Thank you. Mr. Frappier will follow me.
Good morning, Mr. Chairman, members of the committee and committee staff.
Thank you for the invitation to discuss with you the Olympic consortium's exciting plans for French-language broadcasting coverage of the 2010 Olympic Games.
My name is Rick Brace. I am the president of revenue business planning and sports for CTV Inc. I am pleased to be joined by Gerry Frappier, who is the French chef de mission for Canada's Olympic broadcasting media consortium, as well as the president of Le Réseau des Sports and Le Réseau Info-Sports. We are also joined on the panel today by David Goldstein, senior vice-president of regulatory affairs for CTVglobemedia.
To be the official broadcast partner of the 2010 Olympic Games in our own country is a source of tremendous pride for CTVglobemedia. Our guarantee is to provide the most hours of coverage across the most platforms and deliver the most comprehensive coverage ever witnessed. Our commitment is to tell the stories, create the heroes, and make Canada's athletes household names to Canadians, in both official languages.
To do this, we have brought together some of the finest television and radio broadcasters in Canada. While Rogers is our main broadcast partner for television and radio, we are also working with RDS, RIS, TQS, APTN, and Corus Radio.

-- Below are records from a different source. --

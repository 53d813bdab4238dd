//! Outcome codes and the error type that ends a work item.
//!
//! Each stage owns its own error enum; [`PipelineError`] gathers them so the
//! runner can map any failure to one of the [`ErrorCode`]s reported in the
//! work-item ledger.

use crate::extract::ExtractError;
use crate::images::ImageError;
use crate::outputs::xlsx::ReportError;
use crate::site::PageError;
use crate::validation::ValidationError;
use crate::window::WindowError;
use serde::Serialize;
use std::fmt;
use thiserror::Error;

/// Machine-readable failure code attached to a failed work item.
#[derive(Debug, Clone, Copy, PartialEq, Eq, Serialize)]
#[serde(rename_all = "SCREAMING_SNAKE_CASE")]
pub enum ErrorCode {
    MissingKeys,
    InvalidCategory,
    InvalidTopicLength,
    InvalidMonthsValue,
    ApplicationError,
    UnexpectedError,
}

impl ErrorCode {
    pub fn as_str(self) -> &'static str {
        match self {
            ErrorCode::MissingKeys => "MISSING_KEYS",
            ErrorCode::InvalidCategory => "INVALID_CATEGORY",
            ErrorCode::InvalidTopicLength => "INVALID_TOPIC_LENGTH",
            ErrorCode::InvalidMonthsValue => "INVALID_MONTHS_VALUE",
            ErrorCode::ApplicationError => "APPLICATION_ERROR",
            ErrorCode::UnexpectedError => "UNEXPECTED_ERROR",
        }
    }
}

impl fmt::Display for ErrorCode {
    fn fmt(&self, f: &mut fmt::Formatter<'_>) -> fmt::Result {
        f.write_str(self.as_str())
    }
}

/// Anything that stops a single work item.
#[derive(Debug, Error)]
pub enum PipelineError {
    #[error(transparent)]
    Validation(#[from] ValidationError),
    #[error(transparent)]
    Window(#[from] WindowError),
    #[error(transparent)]
    MalformedDate(#[from] ExtractError),
    #[error(transparent)]
    Image(#[from] ImageError),
    #[error(transparent)]
    Page(#[from] PageError),
    #[error(transparent)]
    Report(#[from] ReportError),
}

impl PipelineError {
    /// Outcome code reported for this failure.
    ///
    /// Date, window and image failures are application errors; browser and
    /// file-system failures are unexpected.
    pub fn code(&self) -> ErrorCode {
        match self {
            PipelineError::Validation(e) => e.code(),
            PipelineError::Window(_)
            | PipelineError::MalformedDate(_)
            | PipelineError::Image(_) => ErrorCode::ApplicationError,
            PipelineError::Page(_) | PipelineError::Report(_) => ErrorCode::UnexpectedError,
        }
    }
}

As French chef de mission, Gerry is responsible for coordinating with our partners, and he shares our commitment to ensuring an unprecedented level of French-language coverage. We are achieving unprecedented coverage because, for the first time ever by a Canadian broadcaster, every single second of live events will be broadcast on one of our French-language television stations as it will be on our English-language television stations.
To be clear, this means that all 655 hours of live events in the 2010 Winter Games, including the opening and closing ceremonies, right through to the gold medal hockey game and beyond, will be broadcast in both official languages. Never before has this been accomplished.
Turning now to other broadcast platforms, we have granted Corus Radio, with 10 French-language radio stations in Quebec, exclusive access to all RDS and TQS content. This will allow them to broadcast live on-site reports and news updates from the Olympics, including live play-by-play of the women's and men's hockey, as well as access to television audio for simulcasts of gold medal events and interviews with our athletes. As well, all TQS and RDS coverage will be streamed live and will be available on demand on our broadband platform.
Our comprehensive broadcast plans mean that Canadians will be able to watch an unlimited number of hours of the games and choose what they want, when they want. In fact, there will be more opportunities for viewing than at any previous Olympics. Between television and broadband, there will be 4,500 hours of Olympic events accessible for Canadians to watch.
Gerry will continue.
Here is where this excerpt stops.